TASK INSTRUCTIONS: A single number is the answer: the count of lines in the records that hold the word "Analysis".

INPUT RECORDS:
+--

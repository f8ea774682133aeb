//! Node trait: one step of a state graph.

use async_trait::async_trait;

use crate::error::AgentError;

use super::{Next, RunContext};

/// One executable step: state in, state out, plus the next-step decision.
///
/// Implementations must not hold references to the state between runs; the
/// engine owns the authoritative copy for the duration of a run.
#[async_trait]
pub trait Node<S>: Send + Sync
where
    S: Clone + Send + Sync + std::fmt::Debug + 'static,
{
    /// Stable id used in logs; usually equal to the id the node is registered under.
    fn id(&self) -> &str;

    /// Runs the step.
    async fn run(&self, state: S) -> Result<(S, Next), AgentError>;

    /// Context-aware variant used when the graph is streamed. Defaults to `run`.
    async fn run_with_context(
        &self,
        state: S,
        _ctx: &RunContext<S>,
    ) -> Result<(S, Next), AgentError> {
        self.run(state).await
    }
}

+--

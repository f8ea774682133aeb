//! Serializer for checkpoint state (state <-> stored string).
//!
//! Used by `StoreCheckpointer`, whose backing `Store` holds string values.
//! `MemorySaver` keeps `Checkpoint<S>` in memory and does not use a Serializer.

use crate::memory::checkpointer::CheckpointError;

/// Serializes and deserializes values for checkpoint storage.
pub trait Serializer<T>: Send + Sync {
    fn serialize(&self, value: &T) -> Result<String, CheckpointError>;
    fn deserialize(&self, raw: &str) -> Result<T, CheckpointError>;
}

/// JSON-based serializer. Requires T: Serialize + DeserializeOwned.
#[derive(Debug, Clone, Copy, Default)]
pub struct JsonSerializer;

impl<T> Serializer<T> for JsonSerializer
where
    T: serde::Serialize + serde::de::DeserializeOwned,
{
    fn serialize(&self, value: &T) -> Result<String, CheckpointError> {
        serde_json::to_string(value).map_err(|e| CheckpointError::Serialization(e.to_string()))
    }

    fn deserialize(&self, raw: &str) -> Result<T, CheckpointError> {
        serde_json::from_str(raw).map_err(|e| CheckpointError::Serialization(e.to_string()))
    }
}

+--

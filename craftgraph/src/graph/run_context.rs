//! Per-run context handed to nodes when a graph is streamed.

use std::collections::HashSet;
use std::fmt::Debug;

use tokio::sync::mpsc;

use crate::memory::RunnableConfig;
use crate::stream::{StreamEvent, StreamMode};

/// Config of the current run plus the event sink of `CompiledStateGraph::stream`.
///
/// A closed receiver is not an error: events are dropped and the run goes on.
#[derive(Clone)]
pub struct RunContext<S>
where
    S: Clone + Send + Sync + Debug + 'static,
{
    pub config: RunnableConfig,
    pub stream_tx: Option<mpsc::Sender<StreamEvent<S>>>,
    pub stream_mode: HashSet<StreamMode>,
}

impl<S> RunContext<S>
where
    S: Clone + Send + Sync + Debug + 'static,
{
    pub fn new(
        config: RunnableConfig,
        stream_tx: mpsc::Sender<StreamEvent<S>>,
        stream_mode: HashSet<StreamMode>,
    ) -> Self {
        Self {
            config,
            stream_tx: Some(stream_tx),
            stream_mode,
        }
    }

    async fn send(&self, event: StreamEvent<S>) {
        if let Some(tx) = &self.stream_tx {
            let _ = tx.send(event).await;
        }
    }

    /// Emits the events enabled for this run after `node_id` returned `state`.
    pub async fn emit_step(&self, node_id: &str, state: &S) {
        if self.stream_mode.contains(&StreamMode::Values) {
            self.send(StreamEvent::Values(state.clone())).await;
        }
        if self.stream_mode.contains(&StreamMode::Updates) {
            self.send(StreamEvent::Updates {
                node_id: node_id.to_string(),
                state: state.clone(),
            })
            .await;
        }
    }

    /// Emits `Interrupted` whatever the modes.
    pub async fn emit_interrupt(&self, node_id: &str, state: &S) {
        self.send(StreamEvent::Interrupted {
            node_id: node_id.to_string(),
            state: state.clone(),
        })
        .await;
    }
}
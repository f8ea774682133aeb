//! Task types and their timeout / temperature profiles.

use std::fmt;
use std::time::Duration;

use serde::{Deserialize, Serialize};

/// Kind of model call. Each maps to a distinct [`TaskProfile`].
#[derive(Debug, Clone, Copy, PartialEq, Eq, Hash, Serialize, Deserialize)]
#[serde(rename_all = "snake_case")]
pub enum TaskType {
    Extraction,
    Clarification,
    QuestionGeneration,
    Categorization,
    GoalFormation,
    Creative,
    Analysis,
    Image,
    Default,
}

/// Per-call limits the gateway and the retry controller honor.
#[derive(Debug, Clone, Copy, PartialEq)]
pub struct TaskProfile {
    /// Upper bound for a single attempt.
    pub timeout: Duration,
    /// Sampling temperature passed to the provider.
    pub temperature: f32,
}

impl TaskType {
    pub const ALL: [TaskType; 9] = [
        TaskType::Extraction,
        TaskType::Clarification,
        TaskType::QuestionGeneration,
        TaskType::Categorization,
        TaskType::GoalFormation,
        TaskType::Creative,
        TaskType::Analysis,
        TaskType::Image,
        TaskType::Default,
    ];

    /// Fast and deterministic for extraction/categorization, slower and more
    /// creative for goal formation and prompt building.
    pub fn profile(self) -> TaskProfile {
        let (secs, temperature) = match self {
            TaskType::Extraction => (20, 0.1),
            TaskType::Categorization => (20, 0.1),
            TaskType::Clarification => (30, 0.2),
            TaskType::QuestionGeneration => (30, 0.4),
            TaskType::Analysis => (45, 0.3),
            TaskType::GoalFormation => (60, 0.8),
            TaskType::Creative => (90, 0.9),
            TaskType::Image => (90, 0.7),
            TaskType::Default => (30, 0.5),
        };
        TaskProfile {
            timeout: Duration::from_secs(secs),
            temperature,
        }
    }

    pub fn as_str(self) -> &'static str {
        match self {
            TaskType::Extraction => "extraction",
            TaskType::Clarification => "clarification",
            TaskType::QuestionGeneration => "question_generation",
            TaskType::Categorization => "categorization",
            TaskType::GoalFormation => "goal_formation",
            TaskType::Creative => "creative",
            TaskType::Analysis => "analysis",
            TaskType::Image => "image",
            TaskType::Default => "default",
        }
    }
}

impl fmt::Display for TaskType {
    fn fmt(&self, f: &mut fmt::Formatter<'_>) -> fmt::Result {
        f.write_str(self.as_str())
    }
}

+--

EXERCISE OUTPUT: 4